Task statement: From the first line of the records through the line containing "use nhadat_auth_types::identity::Identity;", retype every line exactly and nothing else.

Given records:
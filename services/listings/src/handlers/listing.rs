use axum::{
    Json,
    extract::{Path, RawQuery, State},
    http::StatusCode,
};
use chrono::{DateTime, Utc};
use serde::{Deserialize, Serialize};
use serde_json::{Value, json};
use uuid::Uuid;
use validator::Validate;

use nhadat_auth_types::identity::Identity;
use nhadat_domain::listing::{ListingSortField, ListingStatus, TransactionType};
use nhadat_domain::pagination::{Page, PageRequest, Sort};

use crate::domain::types::{Counter, Listing, ListingFilter, ListingPatch, NewListing, QualityInfo};
use crate::error::ListingsServiceError;
use crate::state::AppState;
use crate::usecase::listing::{
    CreateListingUseCase, DeleteListingUseCase, GetListingByCodeUseCase, GetListingBySlugUseCase,
    GetListingUseCase, GetQualityInfoUseCase, ListMyListingsUseCase, PublishListingUseCase,
    RecordEngagementUseCase, SearchListingsUseCase, UpdateListingUseCase,
};

fn message(text: &str) -> Json<Value> {
    Json(json!({ "message": text }))
}

// ── Response types ───────────────────────────────────────────────────────────

#[derive(Serialize)]
#[serde(rename_all = "camelCase")]
pub struct ListingResponse {
    pub id: Uuid,
    pub code: String,
    pub user_id: Uuid,
    pub transaction_type: TransactionType,
    pub property_type_id: Option<Uuid>,
    pub title: String,
    pub description: Option<String>,
    pub highlights: Vec<String>,
    pub admin_unit_code: String,
    pub address: String,
    pub street: Option<String>,
    pub latitude: Option<f64>,
    pub longitude: Option<f64>,
    pub area_land: Option<f64>,
    pub area_floor: Option<f64>,
    pub frontage: Option<f64>,
    pub floors: Option<i32>,
    pub bedrooms: Option<i32>,
    pub bathrooms: Option<i32>,
    pub direction: Option<String>,
    pub price: i64,
    pub price_unit: String,
    pub price_negotiable: bool,
    pub legal_status: Option<String>,
    pub ownership_type: Option<String>,
    pub is_mortgaged: bool,
    pub amenities: Vec<String>,
    pub furniture: Option<String>,
    pub status: ListingStatus,
    pub is_featured: bool,
    #[serde(serialize_with = "nhadat_core::serde::opt_to_rfc3339_ms")]
    pub featured_until: Option<DateTime<Utc>>,
    pub slug: String,
    pub views: i32,
    pub saves: i32,
    pub contacts: i32,
    pub quality_score: f64,
    #[serde(serialize_with = "nhadat_core::serde::opt_to_rfc3339_ms")]
    pub expires_at: Option<DateTime<Utc>>,
    #[serde(serialize_with = "nhadat_core::serde::opt_to_rfc3339_ms")]
    pub published_at: Option<DateTime<Utc>>,
    #[serde(serialize_with = "nhadat_core::serde::to_rfc3339_ms")]
    pub created_at: DateTime<Utc>,
    #[serde(serialize_with = "nhadat_core::serde::to_rfc3339_ms")]
    pub updated_at: DateTime<Utc>,
}

impl From<Listing> for ListingResponse {
    fn from(l: Listing) -> Self {
        Self {
            id: l.id,
            code: l.code,
            user_id: l.user_id,
            transaction_type: l.transaction_type,
            property_type_id: l.property_type_id,
            title: l.title,
            description: l.description,
            highlights: l.highlights,
            admin_unit_code: l.admin_unit_code,
            address: l.address,
            street: l.street,
            latitude: l.latitude,
            longitude: l.longitude,
            area_land: l.area_land,
            area_floor: l.area_floor,
            frontage: l.frontage,
            floors: l.floors,
            bedrooms: l.bedrooms,
            bathrooms: l.bathrooms,
            direction: l.direction,
            price: l.price,
            price_unit: l.price_unit,
            price_negotiable: l.price_negotiable,
            legal_status: l.legal_status,
            ownership_type: l.ownership_type,
            is_mortgaged: l.is_mortgaged,
            amenities: l.amenities,
            furniture: l.furniture,
            status: l.status,
            is_featured: l.is_featured,
            featured_until: l.featured_until,
            slug: l.slug,
            views: l.views,
            saves: l.saves,
            contacts: l.contacts,
            quality_score: l.quality_score,
            expires_at: l.expires_at,
            published_at: l.published_at,
            created_at: l.created_at,
            updated_at: l.updated_at,
        }
    }
}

Solution:
filename services/listings/src/handlers/listing.rs
use axum::{
    Json,
    extract::{Path, RawQuery, State},
    http::StatusCode,
};
use chrono::{DateTime, Utc};
use serde::{Deserialize, Serialize};
use serde_json::{Value, json};
use uuid::Uuid;
use validator::Validate;

use nhadat_auth_types::identity::Identity;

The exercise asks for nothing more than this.